The company is spending $1 billion to build a 1.3 million-metric-ton ammonia/urea plant at its Daharki site. Construction is under way, and the company expects to start up the plant in July 2010.

Umar's justification for such a large investment lies in the quirks of the Pakistani urea business. Pakistani urea prices, he says, usually run about 25–30% below international prices. This is because the government subsidizes fertilizer production by charging urea makers about $1.50 per million Btu for natural gas feedstock, one-third the going rate for other industries.

The Pakistani government offers another incentive for fertilizer makers. It charges new urea plants only 75 cents per million Btu for the first 10 years, a rate comparable to what chemical makers pay in the Middle East, Umar points out. "Even with the domestic fertilizer prices, you still have a viable project," Umar notes, adding that Engro will likely export surplus production at international prices.

Engro's polymer affiliate is in the midst of a $240 million project to increase PVC capacity by 50,000 metric tons and back-integrate into the polymer's raw materials: chlorine, ethylene dichloride, and vinyl chloride. Traditionally, the company has imported vinyl chloride and polymerized it. Now it will import ethylene, which is not made in Pakistan, from the Middle East.

Umar estimates that his company is saving up to $80 million on the project by dismantling an ethylene dichloride/vinyl chloride plant once operated by Formosa Plastics in Baton Rouge, La., shipping it to Karachi, and reassembling it there. This is not a first for Engro: In an earlier fertilizer expansion, it shipped in ammonia and urea plants from the U.S. and the U.K.

Engro is also setting its sights outside of Pakistan. Umar says the company's goal is to have about one-third of its capital invested overseas by 2015. It is studying phosphate fertilizer projects in North Africa. The furthest along of these is in Algeria, where a joint venture with local phosphate mining firm Ferphos plans to build a complex to make sulfuric acid, phosphoric acid, and diammonium phosphate.

BACK AT HOME, Umar says the gains of the Islamist insurgency in parts of the country do not affect his business all that much. "In terms of business—and this may sound cold-blooded—the areas where there are serious security issues add up to 5% of Pakistan's population and less than 1% of Pakistan's" gross domestic product, he says. "While these are very serious issues, the impact on the economy is very limited."
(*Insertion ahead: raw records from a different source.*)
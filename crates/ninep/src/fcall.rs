//! 9P2000 message codec.
//!
//! Every message is framed as `size[4] type[1] tag[2] body`, little-endian,
//! with strings encoded as `len[2]` followed by UTF-8 bytes.

use crate::NinepError;

pub const VERSION: &str = "9P2000";
pub const NOTAG: u16 = 0xFFFF;
pub const NOFID: u32 = 0xFFFF_FFFF;
/// Space taken by the Tread/Twrite header within msize.
pub const IOHDRSZ: u32 = 24;
pub const MAXWELEM: usize = 16;
pub const DMDIR: u32 = 0x8000_0000;
pub const QTDIR: u8 = 0x80;

const HEADER_LEN: usize = 7;

const TVERSION: u8 = 100;
const RVERSION: u8 = 101;
const TATTACH: u8 = 104;
const RATTACH: u8 = 105;
const RERROR: u8 = 107;
const TWALK: u8 = 110;
const RWALK: u8 = 111;
const TOPEN: u8 = 112;
const ROPEN: u8 = 113;
const TREAD: u8 = 116;
const RREAD: u8 = 117;
const TWRITE: u8 = 118;
const RWRITE: u8 = 119;
const TCLUNK: u8 = 120;
const RCLUNK: u8 = 121;
const TSTAT: u8 = 124;
const RSTAT: u8 = 125;

#[derive(Debug, Clone, Copy, PartialEq, Eq)]
pub enum OpenMode {
    Read,
    Write,
    ReadWrite,
}

impl OpenMode {
    fn to_byte(self) -> u8 {
        match self {
            Self::Read => 0,
            Self::Write => 1,
            Self::ReadWrite => 2,
        }
    }

    fn from_byte(byte: u8) -> Result<Self, NinepError> {
        match byte & 3 {
            0 => Ok(Self::Read),
            1 => Ok(Self::Write),
            2 => Ok(Self::ReadWrite),
            other => Err(NinepError::Protocol(format!("unsupported open mode {other}"))),
        }
    }
}

#[derive(Debug, Clone, Copy, PartialEq, Eq, Default)]
pub struct Qid {
    pub kind: u8,
    pub version: u32,
    pub path: u64,
}

impl Qid {
    pub fn is_dir(&self) -> bool {
        self.kind & QTDIR != 0
    }
}

/// A machine-independent directory entry.
#[derive(Debug, Clone, PartialEq, Eq, Default)]
pub struct Stat {
    pub kind: u16,
    pub dev: u32,
    pub qid: Qid,
    pub mode: u32,
    pub atime: u32,
    pub mtime: u32,
    pub length: u64,
    pub name: String,
    pub uid: String,
    pub gid: String,
    pub muid: String,
}

impl Stat {
    pub fn is_dir(&self) -> bool {
        self.mode & DMDIR != 0
    }

    /// Encodes the stat including its leading `size[2]`.
    pub fn encode(&self) -> Vec<u8> {
        let mut body = Encoder::default();
        body.u16(self.kind);
        body.u32(self.dev);
        body.qid(&self.qid);
        body.u32(self.mode);
        body.u32(self.atime);
        body.u32(self.mtime);
        body.u64(self.length);
        body.string(&self.name);
        body.string(&self.uid);
        body.string(&self.gid);
        body.string(&self.muid);

        let mut out = Encoder::default();
        out.u16(body.buf.len() as u16);
        out.buf.extend_from_slice(&body.buf);
        out.buf
    }

    fn decode(dec: &mut Decoder<'_>) -> Result<Self, NinepError> {
        let size = dec.u16()? as usize;
        let mut inner = Decoder::new(dec.take(size)?);
        Ok(Self {
            kind: inner.u16()?,
            dev: inner.u32()?,
            qid: inner.qid()?,
            mode: inner.u32()?,
            atime: inner.u32()?,
            mtime: inner.u32()?,
            length: inner.u64()?,
            name: inner.string()?,
            uid: inner.string()?,
            gid: inner.string()?,
            muid: inner.string()?,
        })
    }
}

/// Splits the payload of a directory read into its stat entries.
pub fn decode_dir(data: &[u8]) -> Result<Vec<Stat>, NinepError> {
    let mut dec = Decoder::new(data);
    let mut entries = Vec::new();
    while dec.remaining() > 0 {
        entries.push(Stat::decode(&mut dec)?);
    }
    Ok(entries)
}

/// Client-to-server requests.
#[derive(Debug, Clone, PartialEq, Eq)]
pub enum Tmessage {
    Version {
        msize: u32,
        version: String,
    },
    Attach {
        fid: u32,
        afid: u32,
        uname: String,
        aname: String,
    },
    Walk {
        fid: u32,
        newfid: u32,
        names: Vec<String>,
    },
    Open {
        fid: u32,
        mode: OpenMode,
    },
    Read {
        fid: u32,
        offset: u64,
        count: u32,
    },
    Write {
        fid: u32,
        offset: u64,
        data: Vec<u8>,
    },
    Clunk {
        fid: u32,
    },
    Stat {
        fid: u32,
    },
}

impl Tmessage {
    pub fn name(&self) -> &'static str {
        match self {
            Self::Version { .. } => "Tversion",
            Self::Attach { .. } => "Tattach",
            Self::Walk { .. } => "Twalk",
            Self::Open { .. } => "Topen",
            Self::Read { .. } => "Tread",
            Self::Write { .. } => "Twrite",
            Self::Clunk { .. } => "Tclunk",
            Self::Stat { .. } => "Tstat",
        }
    }

    pub fn encode(&self, tag: u16) -> Vec<u8> {
        let mut enc = Encoder::default();
        match self {
            Self::Version { msize, version } => {
                enc.header(TVERSION, tag);
                enc.u32(*msize);
                enc.string(version);
            }
            Self::Attach {
                fid,
                afid,
                uname,
                aname,
            } => {
                enc.header(TATTACH, tag);
                enc.u32(*fid);
                enc.u32(*afid);
                enc.string(uname);
                enc.string(aname);
            }
            Self::Walk { fid, newfid, names } => {
                enc.header(TWALK, tag);
                enc.u32(*fid);
                enc.u32(*newfid);
                enc.u16(names.len() as u16);
                for name in names {
                    enc.string(name);
                }
            }
            Self::Open { fid, mode } => {
                enc.header(TOPEN, tag);
                enc.u32(*fid);
                enc.u8(mode.to_byte());
            }
            Self::Read { fid, offset, count } => {
                enc.header(TREAD, tag);
                enc.u32(*fid);
                enc.u64(*offset);
                enc.u32(*count);
            }
            Self::Write { fid, offset, data } => {
                enc.header(TWRITE, tag);
                enc.u32(*fid);
                enc.u64(*offset);
                enc.u32(data.len() as u32);
                enc.buf.extend_from_slice(data);
            }
            Self::Clunk { fid } => {
                enc.header(TCLUNK, tag);
                enc.u32(*fid);
            }
            Self::Stat { fid } => {
                enc.header(TSTAT, tag);
                enc.u32(*fid);
            }
        }
        enc.finish()
    }

    /// Decodes a complete frame, size prefix included.
    pub fn decode(frame: &[u8]) -> Result<(u16, Self), NinepError> {
        let (kind, tag, mut dec) = open_frame(frame)?;
        let msg = match kind {
            TVERSION => Self::Version {
                msize: dec.u32()?,
                version: dec.string()?,
            },
            TATTACH => Self::Attach {
                fid: dec.u32()?,
                afid: dec.u32()?,
                uname: dec.string()?,
                aname: dec.string()?,
            },
            TWALK => {
                let fid = dec.u32()?;
                let newfid = dec.u32()?;
                let count = dec.u16()? as usize;
                let names = (0..count)
                    .map(|_| dec.string())
                    .collect::<Result<Vec<_>, _>>()?;
                Self::Walk { fid, newfid, names }
            }
            TOPEN => Self::Open {
                fid: dec.u32()?,
                mode: OpenMode::from_byte(dec.u8()?)?,
            },
            TREAD => Self::Read {
                fid: dec.u32()?,
                offset: dec.u64()?,
                count: dec.u32()?,
            },
            TWRITE => {
                let fid = dec.u32()?;
                let offset = dec.u64()?;
                let count = dec.u32()? as usize;
                Self::Write {
                    fid,
                    offset,
                    data: dec.take(count)?.to_vec(),
                }
            }
            TCLUNK => Self::Clunk { fid: dec.u32()? },
            TSTAT => Self::Stat { fid: dec.u32()? },
            other => {
                return Err(NinepError::Protocol(format!(
                    "unsupported request type {other}"
                )))
            }
        };
        Ok((tag, msg))
    }
}

/// Server-to-client replies.
#[derive(Debug, Clone, PartialEq, Eq)]
pub enum Rmessage {
    Version { msize: u32, version: String },
    Attach { qid: Qid },
    Error { ename: String },
    Walk { qids: Vec<Qid> },
    Open { qid: Qid, iounit: u32 },
    Read { data: Vec<u8> },
    Write { count: u32 },
    Clunk,
    Stat { stat: Stat },
}

impl Rmessage {
    pub fn name(&self) -> &'static str {
        match self {
            Self::Version { .. } => "Rversion",
            Self::Attach { .. } => "Rattach",
            Self::Error { .. } => "Rerror",
            Self::Walk { .. } => "Rwalk",
            Self::Open { .. } => "Ropen",
            Self::Read { .. } => "Rread",
            Self::Write { .. } => "Rwrite",
            Self::Clunk => "Rclunk",
            Self::Stat { .. } => "Rstat",
        }
    }

    pub fn encode(&self, tag: u16) -> Vec<u8> {
        let mut enc = Encoder::default();
        match self {
            Self::Version { msize, version } => {
                enc.header(RVERSION, tag);
                enc.u32(*msize);
                enc.string(version);
            }
            Self::Attach { qid } => {
                enc.header(RATTACH, tag);
                enc.qid(qid);
            }
            Self::Error { ename } => {
                enc.header(RERROR, tag);
                enc.string(ename);
            }
            Self::Walk { qids } => {
                enc.header(RWALK, tag);
                enc.u16(qids.len() as u16);
                for qid in qids {
                    enc.qid(qid);
                }
            }
            Self::Open { qid, iounit } => {
                enc.header(ROPEN, tag);
                enc.qid(qid);
                enc.u32(*iounit);
            }
            Self::Read { data } => {
                enc.header(RREAD, tag);
                enc.u32(data.len() as u32);
                enc.buf.extend_from_slice(data);
            }
            Self::Write { count } => {
                enc.header(RWRITE, tag);
                enc.u32(*count);
            }
            Self::Clunk => enc.header(RCLUNK, tag),
            Self::Stat { stat } => {
                enc.header(RSTAT, tag);
                let encoded = stat.encode();
                enc.u16(encoded.len() as u16);
                enc.buf.extend_from_slice(&encoded);
            }
        }
        enc.finish()
    }

    /// Decodes a complete frame, size prefix included.
    pub fn decode(frame: &[u8]) -> Result<(u16, Self), NinepError> {
        let (kind, tag, mut dec) = open_frame(frame)?;
        let msg = match kind {
            RVERSION => Self::Version {
                msize: dec.u32()?,
                version: dec.string()?,
            },
            RATTACH => Self::Attach { qid: dec.qid()? },
            RERROR => Self::Error {
                ename: dec.string()?,
            },
            RWALK => {
                let count = dec.u16()? as usize;
                let qids = (0..count)
                    .map(|_| dec.qid())
                    .collect::<Result<Vec<_>, _>>()?;
                Self::Walk { qids }
            }
            ROPEN => Self::Open {
                qid: dec.qid()?,
                iounit: dec.u32()?,
            },
            RREAD => {
                let count = dec.u32()? as usize;
                Self::Read {
                    data: dec.take(count)?.to_vec(),
                }
            }
            RWRITE => Self::Write { count: dec.u32()? },
            RCLUNK => Self::Clunk,
            RSTAT => {
                let len = dec.u16()? as usize;
                let mut inner = Decoder::new(dec.take(len)?);
                Self::Stat {
                    stat: Stat::decode(&mut inner)?,
                }
            }
            other => {
                return Err(NinepError::Protocol(format!(
                    "unsupported reply type {other}"
                )))
            }
        };
        Ok((tag, msg))
    }
}

fn open_frame(frame: &[u8]) -> Result<(u8, u16, Decoder<'_>), NinepError> {
    let mut dec = Decoder::new(frame);
    let size = dec.u32()? as usize;
    if size != frame.len() || size < HEADER_LEN {
        return Err(NinepError::Protocol(format!(
            "frame size {size} does not match {} received bytes",
            frame.len()
        )));
    }
    let kind = dec.u8()?;
    let tag = dec.u16()?;
    Ok((kind, tag, dec))
}

#[derive(Default)]
struct Encoder {
    buf: Vec<u8>,
}

impl Encoder {
    fn header(&mut self, kind: u8, tag: u16) {
        self.u32(0);
        self.u8(kind);
        self.u16(tag);
    }

    fn finish(mut self) -> Vec<u8> {
        let size = (self.buf.len() as u32).to_le_bytes();
        self.buf[..4].copy_from_slice(&size);
        self.buf
    }

    fn u8(&mut self, v: u8) {
        self.buf.push(v);
    }

    fn u16(&mut self, v: u16) {
        self.buf.extend_from_slice(&v.to_le_bytes());
    }

    fn u32(&mut self, v: u32) {
        self.buf.extend_from_slice(&v.to_le_bytes());
    }

    fn u64(&mut self, v: u64) {
        self.buf.extend_from_slice(&v.to_le_bytes());
    }

    fn string(&mut self, s: &str) {
        self.u16(s.len() as u16);
        self.buf.extend_from_slice(s.as_bytes());
    }

    fn qid(&mut self, qid: &Qid) {
        self.u8(qid.kind);
        self.u32(qid.version);
        self.u64(qid.path);
    }
}

struct Decoder<'a> {
    buf: &'a [u8],
    pos: usize,
}

impl<'a> Decoder<'a> {
    fn new(buf: &'a [u8]) -> Self {
        Self { buf, pos: 0 }
    }

    fn remaining(&self) -> usize {
        self.buf.len() - self.pos
    }

    fn take(&mut self, n: usize) -> Result<&'a [u8], NinepError> {
        if self.remaining() < n {
            return Err(NinepError::Protocol(format!(
                "short message: wanted {n} bytes, {} left",
                self.remaining()
            )));
        }
        let bytes = &self.buf[self.pos..self.pos + n];
        self.pos += n;
        Ok(bytes)
    }

    fn array<const N: usize>(&mut self) -> Result<[u8; N], NinepError> {
        let mut out = [0u8; N];
        out.copy_from_slice(self.take(N)?);
        Ok(out)
    }

    fn u8(&mut self) -> Result<u8, NinepError> {
        Ok(self.take(1)?[0])
    }

    fn u16(&mut self) -> Result<u16, NinepError> {
        Ok(u16::from_le_bytes(self.array()?))
    }

    fn u32(&mut self) -> Result<u32, NinepError> {
        Ok(u32::from_le_bytes(self.array()?))
    }

    fn u64(&mut self) -> Result<u64, NinepError> {
        Ok(u64::from_le_bytes(self.array()?))
    }

    fn string(&mut self) -> Result<String, NinepError> {
        let len = self.u16()? as usize;
        let bytes = self.take(len)?;
        String::from_utf8(bytes.to_vec())
            .map_err(|_| NinepError::Protocol("string is not valid UTF-8".to_string()))
    }

    fn qid(&mut self) -> Result<Qid, NinepError> {
        Ok(Qid {
            kind: self.u8()?,
            version: self.u32()?,
            path: self.u64()?,
        })
    }
}
use std::env;

/// The local user, used as the 9P attach name.
#[derive(Debug, Clone, PartialEq, Eq)]
pub struct Identity {
    pub uid: u32,
    pub name: String,
}

impl Identity {
    #[cfg(unix)]
    pub fn current() -> Self {
        use nix::unistd::{Uid, User};

        let uid = Uid::current();
        match User::from_uid(uid) {
            Ok(Some(user)) => Self {
                uid: uid.as_raw(),
                name: user.name,
            },
            Ok(None) | Err(_) => Self {
                uid: uid.as_raw(),
                name: fallback_name(&["USER"]),
            },
        }
    }

    #[cfg(not(unix))]
    pub fn current() -> Self {
        Self {
            uid: 0,
            name: fallback_name(&["user", "USERNAME"]),
        }
    }
}

fn fallback_name(vars: &[&str]) -> String {
    vars.iter()
        .find_map(|var| env::var(var).ok().filter(|v| !v.is_empty()))
        .unwrap_or_else(|| "none".to_string())
}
Kamran Bokhari, director of Middle East analysis at the global intelligence firm Stratfor, says Pakistan's security problems may well have little impact on Engro's business. The Taliban insurgency is primarily active in the tribal areas along the Afghan border and in the North West Frontier province. The Punjab, the nation's most populous province and its breadbasket, is relatively calm, Bokhari says. Although terrorists do occasionally attack in the large cities, he says, "you don't have the Taliban holding territory there."

Umar says the security situation's biggest impact is on his efforts to attract talent, because foreigners are reluctant to travel to the country. Even so, Umar says, he employs about 1,000 foreigners, suggesting that the security problem is more of a perception than a reality. "If it was a reality," he points out, "they would have run away."